◆ **EXTRACTED DATA**:
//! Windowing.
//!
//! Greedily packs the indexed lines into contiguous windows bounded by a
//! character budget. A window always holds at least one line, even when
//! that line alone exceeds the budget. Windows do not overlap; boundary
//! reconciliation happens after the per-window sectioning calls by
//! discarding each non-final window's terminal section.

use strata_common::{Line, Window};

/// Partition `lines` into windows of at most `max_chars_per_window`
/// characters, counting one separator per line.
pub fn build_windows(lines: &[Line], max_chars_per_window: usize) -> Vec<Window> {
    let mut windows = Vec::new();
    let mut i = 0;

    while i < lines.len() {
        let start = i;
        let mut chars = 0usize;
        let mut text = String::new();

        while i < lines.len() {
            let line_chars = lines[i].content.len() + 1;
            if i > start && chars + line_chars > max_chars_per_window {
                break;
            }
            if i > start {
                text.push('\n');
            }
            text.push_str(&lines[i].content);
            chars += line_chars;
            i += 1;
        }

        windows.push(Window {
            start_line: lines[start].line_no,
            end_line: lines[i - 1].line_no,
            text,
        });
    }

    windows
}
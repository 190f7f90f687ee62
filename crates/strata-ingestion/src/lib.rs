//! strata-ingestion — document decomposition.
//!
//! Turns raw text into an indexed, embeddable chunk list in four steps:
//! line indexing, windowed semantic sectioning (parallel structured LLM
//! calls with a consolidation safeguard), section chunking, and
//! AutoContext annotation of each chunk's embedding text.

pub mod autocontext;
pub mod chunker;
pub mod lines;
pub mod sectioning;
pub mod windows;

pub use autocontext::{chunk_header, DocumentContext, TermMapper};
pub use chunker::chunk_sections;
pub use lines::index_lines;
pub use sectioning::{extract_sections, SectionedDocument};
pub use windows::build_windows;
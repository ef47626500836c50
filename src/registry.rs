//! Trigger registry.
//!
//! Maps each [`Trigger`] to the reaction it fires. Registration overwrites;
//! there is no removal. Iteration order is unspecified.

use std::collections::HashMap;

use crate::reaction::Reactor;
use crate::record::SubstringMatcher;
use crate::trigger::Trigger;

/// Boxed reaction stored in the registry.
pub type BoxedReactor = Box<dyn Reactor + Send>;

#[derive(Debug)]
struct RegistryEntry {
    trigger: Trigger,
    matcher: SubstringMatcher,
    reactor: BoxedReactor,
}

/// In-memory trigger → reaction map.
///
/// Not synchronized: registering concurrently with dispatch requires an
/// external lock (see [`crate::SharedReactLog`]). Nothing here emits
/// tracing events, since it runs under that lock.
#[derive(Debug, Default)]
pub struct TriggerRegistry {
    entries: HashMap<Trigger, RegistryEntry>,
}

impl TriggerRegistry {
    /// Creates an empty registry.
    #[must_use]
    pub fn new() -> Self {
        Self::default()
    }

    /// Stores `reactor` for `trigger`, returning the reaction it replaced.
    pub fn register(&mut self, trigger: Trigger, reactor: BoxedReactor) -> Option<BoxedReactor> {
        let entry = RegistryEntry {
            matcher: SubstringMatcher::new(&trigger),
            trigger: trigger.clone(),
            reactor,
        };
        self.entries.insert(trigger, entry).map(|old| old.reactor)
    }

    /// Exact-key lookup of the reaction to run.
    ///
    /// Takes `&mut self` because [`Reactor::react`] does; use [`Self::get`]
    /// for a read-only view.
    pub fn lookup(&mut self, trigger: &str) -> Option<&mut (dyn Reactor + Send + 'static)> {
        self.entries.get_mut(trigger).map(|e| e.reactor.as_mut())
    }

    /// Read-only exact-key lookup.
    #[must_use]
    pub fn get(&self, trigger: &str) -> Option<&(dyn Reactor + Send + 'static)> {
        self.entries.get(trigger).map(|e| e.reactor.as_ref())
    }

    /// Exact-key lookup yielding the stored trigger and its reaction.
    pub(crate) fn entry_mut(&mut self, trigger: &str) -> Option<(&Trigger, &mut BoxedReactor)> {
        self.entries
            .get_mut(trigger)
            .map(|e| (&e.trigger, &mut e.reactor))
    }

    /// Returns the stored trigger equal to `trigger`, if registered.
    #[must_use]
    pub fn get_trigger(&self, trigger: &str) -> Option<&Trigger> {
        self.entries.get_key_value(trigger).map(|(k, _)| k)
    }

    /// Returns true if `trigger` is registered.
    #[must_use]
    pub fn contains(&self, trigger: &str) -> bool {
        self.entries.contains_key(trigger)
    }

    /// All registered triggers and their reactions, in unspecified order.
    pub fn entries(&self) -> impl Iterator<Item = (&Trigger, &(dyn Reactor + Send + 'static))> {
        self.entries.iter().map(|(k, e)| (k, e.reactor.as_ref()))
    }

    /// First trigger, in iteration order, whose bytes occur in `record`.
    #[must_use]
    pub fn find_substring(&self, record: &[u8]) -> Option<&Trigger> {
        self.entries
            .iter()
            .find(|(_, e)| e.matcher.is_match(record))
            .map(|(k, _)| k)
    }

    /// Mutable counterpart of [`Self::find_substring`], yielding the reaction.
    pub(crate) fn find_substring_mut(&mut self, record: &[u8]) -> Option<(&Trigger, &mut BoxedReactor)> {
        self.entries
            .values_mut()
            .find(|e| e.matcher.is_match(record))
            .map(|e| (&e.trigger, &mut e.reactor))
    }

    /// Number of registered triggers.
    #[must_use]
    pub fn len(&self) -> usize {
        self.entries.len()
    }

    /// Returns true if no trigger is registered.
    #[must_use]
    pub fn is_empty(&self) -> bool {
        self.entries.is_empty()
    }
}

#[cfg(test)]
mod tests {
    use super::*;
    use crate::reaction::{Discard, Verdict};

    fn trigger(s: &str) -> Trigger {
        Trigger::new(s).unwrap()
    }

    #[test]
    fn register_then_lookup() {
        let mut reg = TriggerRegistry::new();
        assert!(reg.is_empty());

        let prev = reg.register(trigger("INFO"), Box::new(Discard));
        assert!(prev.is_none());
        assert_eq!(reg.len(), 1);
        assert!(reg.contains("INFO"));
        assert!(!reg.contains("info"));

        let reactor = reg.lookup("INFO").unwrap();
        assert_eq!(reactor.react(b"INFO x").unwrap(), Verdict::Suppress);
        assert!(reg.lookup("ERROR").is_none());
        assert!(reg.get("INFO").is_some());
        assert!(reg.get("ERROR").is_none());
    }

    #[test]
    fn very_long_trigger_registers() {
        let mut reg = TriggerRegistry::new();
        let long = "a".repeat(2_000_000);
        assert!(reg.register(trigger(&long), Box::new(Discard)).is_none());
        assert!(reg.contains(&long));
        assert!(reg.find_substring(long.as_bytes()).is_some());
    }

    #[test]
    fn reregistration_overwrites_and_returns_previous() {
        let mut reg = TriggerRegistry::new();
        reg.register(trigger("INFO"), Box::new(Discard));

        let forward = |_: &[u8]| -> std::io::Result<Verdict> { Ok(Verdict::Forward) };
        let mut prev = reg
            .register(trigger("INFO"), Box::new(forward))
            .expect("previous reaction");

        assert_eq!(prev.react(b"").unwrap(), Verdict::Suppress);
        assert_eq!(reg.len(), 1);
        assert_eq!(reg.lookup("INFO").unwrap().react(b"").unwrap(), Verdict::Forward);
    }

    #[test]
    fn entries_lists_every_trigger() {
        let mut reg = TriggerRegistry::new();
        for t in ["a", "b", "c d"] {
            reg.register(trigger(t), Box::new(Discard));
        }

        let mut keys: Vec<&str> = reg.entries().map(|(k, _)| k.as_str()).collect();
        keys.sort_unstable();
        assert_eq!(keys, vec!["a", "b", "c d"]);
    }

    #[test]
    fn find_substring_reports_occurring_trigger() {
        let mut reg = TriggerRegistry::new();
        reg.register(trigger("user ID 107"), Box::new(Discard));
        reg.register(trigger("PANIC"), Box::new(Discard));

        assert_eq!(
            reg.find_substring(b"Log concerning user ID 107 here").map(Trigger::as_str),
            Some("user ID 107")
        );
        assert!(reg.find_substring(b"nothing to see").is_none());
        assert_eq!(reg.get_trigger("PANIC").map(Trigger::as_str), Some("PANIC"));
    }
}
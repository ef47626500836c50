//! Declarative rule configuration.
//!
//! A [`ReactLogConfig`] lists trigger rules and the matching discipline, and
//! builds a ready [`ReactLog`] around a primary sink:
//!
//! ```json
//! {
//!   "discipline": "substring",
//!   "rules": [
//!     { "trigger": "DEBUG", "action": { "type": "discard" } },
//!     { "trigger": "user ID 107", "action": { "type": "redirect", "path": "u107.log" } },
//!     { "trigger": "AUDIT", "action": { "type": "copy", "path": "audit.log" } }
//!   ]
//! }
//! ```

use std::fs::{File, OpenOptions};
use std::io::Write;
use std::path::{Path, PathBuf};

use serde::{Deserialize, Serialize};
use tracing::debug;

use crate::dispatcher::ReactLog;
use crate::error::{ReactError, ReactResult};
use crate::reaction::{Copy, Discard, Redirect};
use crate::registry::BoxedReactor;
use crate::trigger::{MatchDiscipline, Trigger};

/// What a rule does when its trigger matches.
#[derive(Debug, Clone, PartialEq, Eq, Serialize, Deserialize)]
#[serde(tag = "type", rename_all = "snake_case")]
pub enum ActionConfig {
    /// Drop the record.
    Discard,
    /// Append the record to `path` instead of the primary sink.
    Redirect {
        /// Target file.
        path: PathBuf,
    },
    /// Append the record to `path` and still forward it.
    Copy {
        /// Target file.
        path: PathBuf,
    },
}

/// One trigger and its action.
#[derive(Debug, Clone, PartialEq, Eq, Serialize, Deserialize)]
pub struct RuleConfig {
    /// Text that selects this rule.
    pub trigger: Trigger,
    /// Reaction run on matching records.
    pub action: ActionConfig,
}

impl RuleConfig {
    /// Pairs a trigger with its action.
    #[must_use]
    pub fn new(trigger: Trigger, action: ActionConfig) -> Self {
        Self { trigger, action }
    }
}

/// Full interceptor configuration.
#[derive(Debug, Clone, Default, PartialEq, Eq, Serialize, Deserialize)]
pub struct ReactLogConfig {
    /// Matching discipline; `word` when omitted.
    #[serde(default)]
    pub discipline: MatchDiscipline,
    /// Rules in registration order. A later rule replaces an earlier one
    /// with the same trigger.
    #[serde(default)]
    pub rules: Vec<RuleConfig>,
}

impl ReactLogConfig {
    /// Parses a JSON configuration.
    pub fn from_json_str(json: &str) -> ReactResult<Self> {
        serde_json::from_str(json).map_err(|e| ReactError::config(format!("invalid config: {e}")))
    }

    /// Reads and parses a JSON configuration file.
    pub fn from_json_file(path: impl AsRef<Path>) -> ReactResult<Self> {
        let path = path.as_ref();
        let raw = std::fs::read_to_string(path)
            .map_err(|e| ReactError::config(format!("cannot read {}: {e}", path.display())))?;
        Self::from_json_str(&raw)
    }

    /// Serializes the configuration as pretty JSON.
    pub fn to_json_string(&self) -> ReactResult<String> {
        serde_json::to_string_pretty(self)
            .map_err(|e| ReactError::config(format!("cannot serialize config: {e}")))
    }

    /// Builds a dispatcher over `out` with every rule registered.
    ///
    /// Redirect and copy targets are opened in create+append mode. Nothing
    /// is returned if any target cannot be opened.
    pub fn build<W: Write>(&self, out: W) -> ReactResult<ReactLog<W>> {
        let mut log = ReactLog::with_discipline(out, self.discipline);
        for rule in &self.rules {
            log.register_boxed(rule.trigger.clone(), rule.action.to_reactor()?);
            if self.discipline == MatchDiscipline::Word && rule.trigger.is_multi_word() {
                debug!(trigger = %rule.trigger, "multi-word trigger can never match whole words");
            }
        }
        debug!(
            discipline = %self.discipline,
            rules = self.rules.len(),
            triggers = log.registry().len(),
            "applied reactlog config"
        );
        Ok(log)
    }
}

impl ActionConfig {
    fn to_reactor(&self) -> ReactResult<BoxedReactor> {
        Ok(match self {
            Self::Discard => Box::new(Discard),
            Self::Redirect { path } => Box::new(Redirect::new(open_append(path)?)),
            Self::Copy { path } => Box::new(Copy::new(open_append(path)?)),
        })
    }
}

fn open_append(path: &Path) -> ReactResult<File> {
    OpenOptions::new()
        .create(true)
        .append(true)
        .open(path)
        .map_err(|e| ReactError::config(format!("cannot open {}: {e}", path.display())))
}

◆ **EXERCISE PROMPT**: Reproduce the records above exactly, from the first line through the line containing "into windows of", and output nothing else.

◆ **EXERCISE RESPONSE**:
//! Windowing.
//!
//! Greedily packs the indexed lines into contiguous windows bounded by a
//! character budget. A window always holds at least one line, even when
//! that line alone exceeds the budget. Windows do not overlap; boundary
//! reconciliation happens after the per-window sectioning calls by
//! discarding each non-final window's terminal section.

use strata_common::{Line, Window};

/// Partition `lines` into windows of at most `max_chars_per_window`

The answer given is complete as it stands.